Nothing is needed except the lines below that run from the one with "let dt = self.time_step;" through the one with "pub fn backend_mut(&mut", repeated exactly.

* * * *

//! Doppler velocity log with altitude-dependent sampling rate.
//!
//! Four beams splay downward from the sensor at 22.5° from its `z` axis.
//! The closer the seafloor, the faster the sensor pings: the period after
//! each ping is interpolated from the average beam altitude between
//! [`MIN_PERIOD`] at [`MINIMUM_ALTITUDE`] and [`MAX_PERIOD`] at
//! [`MAXIMUM_ALTITUDE`].

use super::{Mount, Sensor, SensorSample};
use crate::hal::{BodyId, PhysicsBackend};
use crate::interpolation::{interpolate, interpolate_vec};
use crate::timebase::SimulationTime;
use crate::transform::local_to_world;
use crate::{Quat, Vec3};
use log::trace;
use serde::{Deserialize, Serialize};

/// Depth of the seafloor used for the reported altitude [m].
pub const SEAFLOOR_DEPTH: f64 = 100.0;

pub const MINIMUM_ALTITUDE: f64 = 0.05;
pub const MAXIMUM_ALTITUDE: f64 = 50.0;

/// 1/26 s.
pub const MIN_PERIOD: SimulationTime = SimulationTime::from_micros(1_000_000 / 26);
/// 1/4 s.
pub const MAX_PERIOD: SimulationTime = SimulationTime::from_micros(1_000_000 / 4);

pub const BEAM_HALF_ANGLE_DEG: f64 = 22.5;

/// Vertical extent of a beam ray in the sensor frame. A hit fraction times
/// this is the beam's altitude; a miss reads as this full range.
pub const BEAM_VERTICAL_RANGE: f64 = 100.0;

const BEAM_COUNT: usize = 4;

#[derive(Debug, Clone, Copy, PartialEq, Eq, Serialize, Deserialize)]
pub enum DvlFormat {
    #[serde(rename = "json_v1")]
    JsonV1,
}

#[derive(Debug, Clone, Copy, PartialEq, Serialize, Deserialize)]
pub struct DvlSample {
    pub timestamp: SimulationTime,
    /// Sampling period in effect when this ping was scheduled [ms].
    #[serde(rename = "time")]
    pub period_ms: f64,
    pub vx: f64,
    pub vy: f64,
    pub vz: f64,
    /// `SEAFLOOR_DEPTH` minus the sensor depth at the physics step that
    /// emitted the sample. This is not the interpolated beam average that
    /// drives the sampling period.
    pub altitude: f64,
    /// Bottom lock: every interpolated beam altitude under
    /// [`MAXIMUM_ALTITUDE`].
    pub velocity_valid: bool,
    pub format: DvlFormat,
}

impl DvlSample {
    pub fn velocity(&self) -> Vec3 {
        Vec3::new(self.vx, self.vy, self.vz)
    }
}

#[derive(Debug, Clone, Copy)]
struct Observation {
    time: SimulationTime,
    altitudes: [f64; BEAM_COUNT],
    velocity: Vec3,
}

/// Sampling period for a given average beam altitude, clamped to
/// `[MIN_PERIOD, MAX_PERIOD]`.
pub fn period_for_altitude(altitude: f64) -> SimulationTime {
    let micros = interpolate(
        altitude,
        MINIMUM_ALTITUDE,
        MAXIMUM_ALTITUDE,
        MIN_PERIOD.as_micros() as f64,
        MAX_PERIOD.as_micros() as f64,
    );
    SimulationTime::from_micros(micros as u64)
}

#[derive(Debug, Clone)]
pub struct Dvl {
    mount: Mount,
    beam_end_points: [Vec3; BEAM_COUNT],
    period: SimulationTime,
    next_sample_time: SimulationTime,
    previous: Option<Observation>,
    queue: Vec<SensorSample>,
}

impl Dvl {
    pub fn new(mount: Mount, initial_period: SimulationTime) -> Self {
        let offset = 50.0 * BEAM_HALF_ANGLE_DEG.to_radians().tan();
        let initial_period = initial_period.max(SimulationTime::from_micros(1));
        Self {
            mount,
            beam_end_points: [
                Vec3::new(0.0, offset, 50.0),
                Vec3::new(0.0, -offset, 50.0),
                Vec3::new(offset, 0.0, 50.0),
                Vec3::new(-offset, 0.0, 50.0),
            ],
            period: initial_period,
            next_sample_time: initial_period,
            previous: None,
            queue: Vec::new(),
        }
    }

    pub fn mount(&self) -> &Mount {
        &self.mount
    }

    pub fn period(&self) -> SimulationTime {
        self.period
    }

    pub fn next_sample_time(&self) -> SimulationTime {
        self.next_sample_time
    }

    /// World position of the transducer.
    pub fn world_position(&self, physics: &dyn PhysicsBackend, body: BodyId) -> Vec3 {
        self.mount.world_position(&physics.pose(body))
    }

    fn observe(&self, physics: &dyn PhysicsBackend, body: BodyId, time: SimulationTime) -> Observation {
        let pose = physics.pose(body);
        let origin = self.mount.world_position(&pose);

        let mut altitudes = [0.0; BEAM_COUNT];
        for (altitude, end_point) in altitudes.iter_mut().zip(&self.beam_end_points) {
            // Doubled so the beam still reaches the floor a little past the
            // bottom-lock limit.
            let in_body = local_to_world(&self.mount.position, &self.mount.orientation, &(end_point * 2.0));
            let in_world = local_to_world(&pose.position, &pose.orientation, &in_body);
            *altitude = physics.ray_cast(origin, in_world) * BEAM_VERTICAL_RANGE;
        }

        Observation {
            time,
            altitudes,
            velocity: physics.velocity(body).linear,
        }
    }
}

impl Default for Dvl {
    fn default() -> Self {
        Self::new(
            Mount::new(Vec3::new(-0.5, 0.0, 0.10), Quat::identity()),
            super::DEFAULT_SENSOR_PERIOD,
        )
    }
}

impl Sensor for Dvl {
    fn name(&self) -> &'static str {
        "dvl"
    }

    fn update(
        &mut self,
        physics: &dyn PhysicsBackend,
        body: BodyId,
        time: SimulationTime,
        _dt: SimulationTime,
    ) {
        let current = self.observe(physics, body, time);
        let previous = self.previous.unwrap_or(current);
        let altitude = SEAFLOOR_DEPTH - self.world_position(physics, body).z;

        let x1 = previous.time.as_micros() as f64;
        let x2 = current.time.as_micros() as f64;

        self.queue.clear();
        while self.next_sample_time <= time {
            let x = self.next_sample_time.as_micros() as f64;

            let mut beams = [0.0; BEAM_COUNT];
            for (i, beam) in beams.iter_mut().enumerate() {
                *beam = interpolate(x, x1, x2, previous.altitudes[i], current.altitudes[i]);
            }
            let velocity = interpolate_vec(x, x1, x2, &previous.velocity, &current.velocity);
            let average_altitude = beams.iter().sum::<f64>() / BEAM_COUNT as f64;

            self.queue.push(SensorSample::Dvl(DvlSample {
                timestamp: self.next_sample_time,
                period_ms: self.period.as_millis_f64(),
                vx: velocity.x,
                vy: velocity.y,
                vz: velocity.z,
                altitude,
                velocity_valid: beams.iter().all(|b| *b < MAXIMUM_ALTITUDE),
                format: DvlFormat::JsonV1,
            }));

            self.period = period_for_altitude(average_altitude);
            self.next_sample_time += self.period;
            trace!(
                "dvl ping at {} (avg altitude {:.2} m), next in {} us",
                x,
                average_altitude,
                self.period.as_micros()
            );
        }

        self.previous = Some(current);
    }

    fn samples(&self) -> &[SensorSample] {
        &self.queue
    }

    fn take_samples(&mut self) -> Vec<SensorSample> {
        std::mem::take(&mut self.queue)
    }
}
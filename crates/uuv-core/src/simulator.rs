use crate::controller::MotionController;
use crate::hal::{PhysicsBackend, Pose};
use crate::timebase::{SimulationClock, SimulationTime};
use crate::vehicle::Vehicle;
use log::{debug, warn};
use std::collections::HashMap;

#[derive(Clone, Default, Debug)]
pub struct SimulationStats {
    pub steps_executed: u64,
    pub samples_emitted: u64,
    /// Samples emitted by the last step, all sensors.
    pub last_step_samples: usize,
    pub time_step_changes: u64,
}

/// Fixed-step driver: owns the clock, the backend and the vehicle.
///
/// Each step runs, in order: clock advance, backend step, sensor sampling,
/// controller update, motor ramp and force application. Forces applied at
/// step `n` are integrated by the backend at step `n + 1`.
pub struct Simulator<B: PhysicsBackend> {
    backend: B,
    clock: SimulationClock,
    time_step: SimulationTime,
    vehicle: Vehicle,
    controller: Option<MotionController>,
    desired_pose: Pose,
    stats: SimulationStats,
}

impl<B: PhysicsBackend> Simulator<B> {
    pub fn new(mut backend: B, vehicle: Vehicle, time_step: SimulationTime) -> Self {
        let time_step = time_step.max(SimulationTime::from_micros(1));
        backend.set_time_step(time_step.as_secs_f64());
        Self {
            backend,
            clock: SimulationClock::new(),
            time_step,
            vehicle,
            controller: None,
            desired_pose: Pose::default(),
            stats: SimulationStats::default(),
        }
    }

    pub fn with_controller(mut self, controller: MotionController) -> Self {
        self.controller = Some(controller);
        self
    }

    pub fn time(&self) -> SimulationTime {
        self.clock.now()
    }

    pub fn time_step(&self) -> SimulationTime {
        self.time_step
    }

    /// New step size in microseconds, used from the next step on.
    pub fn set_time_step(&mut self, micros: u64) {
        let step = SimulationTime::from_micros(micros.max(1));
        if step == self.time_step {
            return;
        }
        debug!(
            "time step {} us -> {} us at t={}",
            self.time_step.as_micros(),
            step.as_micros(),
            self.clock.now()
        );
        self.time_step = step;
        self.backend.set_time_step(step.as_secs_f64());
        self.stats.time_step_changes += 1;
    }

    pub fn desired_pose(&self) -> &Pose {
        &self.desired_pose
    }

    pub fn set_desired_pose(&mut self, pose: Pose) {
        self.desired_pose = pose;
    }

    /// Direct motor command. Overwritten on the next step when a controller
    /// is attached.
    pub fn set_rpm_motors(&mut self, rpms: &[f64]) {
        self.vehicle.set_desired_rpm_motors(rpms);
    }

    /// Thrust per motor name [N]. Unknown names are skipped.
    pub fn set_thrust_motors(&mut self, thrusts: &HashMap<String, f64>) {
        for (name, thrust) in thrusts {
            match self.vehicle.motor_index(name) {
                Some(index) => self.vehicle.set_desired_thrust_motor(index, *thrust),
                None => warn!("no motor named {name:?}, thrust command dropped"),
            }
        }
    }

    pub fn do_step(&mut self) {
        let dt = self.time_step;
        let time = self.clock.advance(dt);

        self.backend.step_simulation();

        self.vehicle.sample_sensors(&self.backend, time, dt);
        let emitted: usize = self.vehicle.sensors().iter().map(|s| s.samples().len()).sum();
        self.stats.last_step_samples = emitted;
        self.stats.samples_emitted += emitted as u64;

        if let Some(controller) = &mut self.controller {
            let state = self.vehicle.state(&self.backend);
            let rpms = controller.update(&state, &self.desired_pose, dt.as_secs_f64());
            self.vehicle.set_desired_rpm_motors(rpms);
        }

        self.vehicle.actuate(&mut self.backend, dt);
        self.stats.steps_executed += 1;
    }

    /// True when one more step still ends at or before `seconds`.
    pub fn fits_before(&self, seconds: f64) -> bool {
        self.clock.fits_before(self.time_step, seconds)
    }

    /// Step while a full step still ends at or before `seconds`.
    pub fn step_until(&mut self, seconds: f64) {
        while self.fits_before(seconds) {
            self.do_step();
        }
    }

    pub fn backend(&self) -> &B {
        &self.backend
    }

    pub fn backend_mut(&mut self) -> &mut B {
        &mut self.backend
    }

    pub fn vehicle(&self) -> &Vehicle {
        &self.vehicle
    }

    pub fn vehicle_mut(&mut self) -> &mut Vehicle {
        &mut self.vehicle
    }

    pub fn controller(&self) -> Option<&MotionController> {
        self.controller.as_ref()
    }

    pub fn controller_mut(&mut self) -> Option<&mut MotionController> {
        self.controller.as_mut()
    }

    pub fn stats(&self) -> &SimulationStats {
        &self.stats
    }
}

* * * *

- SOLUTION:
        let dt = self.time_step;
        let time = self.clock.advance(dt);

        self.backend.step_simulation();

        self.vehicle.sample_sensors(&self.backend, time, dt);
        let emitted: usize = self.vehicle.sensors().iter().map(|s| s.samples().len()).sum();
        self.stats.last_step_samples = emitted;
        self.stats.samples_emitted += emitted as u64;

        if let Some(controller) = &mut self.controller {
            let state = self.vehicle.state(&self.backend);
            let rpms = controller.update(&state, &self.desired_pose, dt.as_secs_f64());
            self.vehicle.set_desired_rpm_motors(rpms);
        }

        self.vehicle.actuate(&mut self.backend, dt);
        self.stats.steps_executed += 1;
    }

    /// True when one more step still ends at or before `seconds`.
    pub fn fits_before(&self, seconds: f64) -> bool {
        self.clock.fits_before(self.time_step, seconds)
    }

    /// Step while a full step still ends at or before `seconds`.
    pub fn step_until(&mut self, seconds: f64) {
        while self.fits_before(seconds) {
            self.do_step();
        }
    }

    pub fn backend(&self) -> &B {
        &self.backend
    }

    pub fn backend_mut(&mut self) -> &mut B {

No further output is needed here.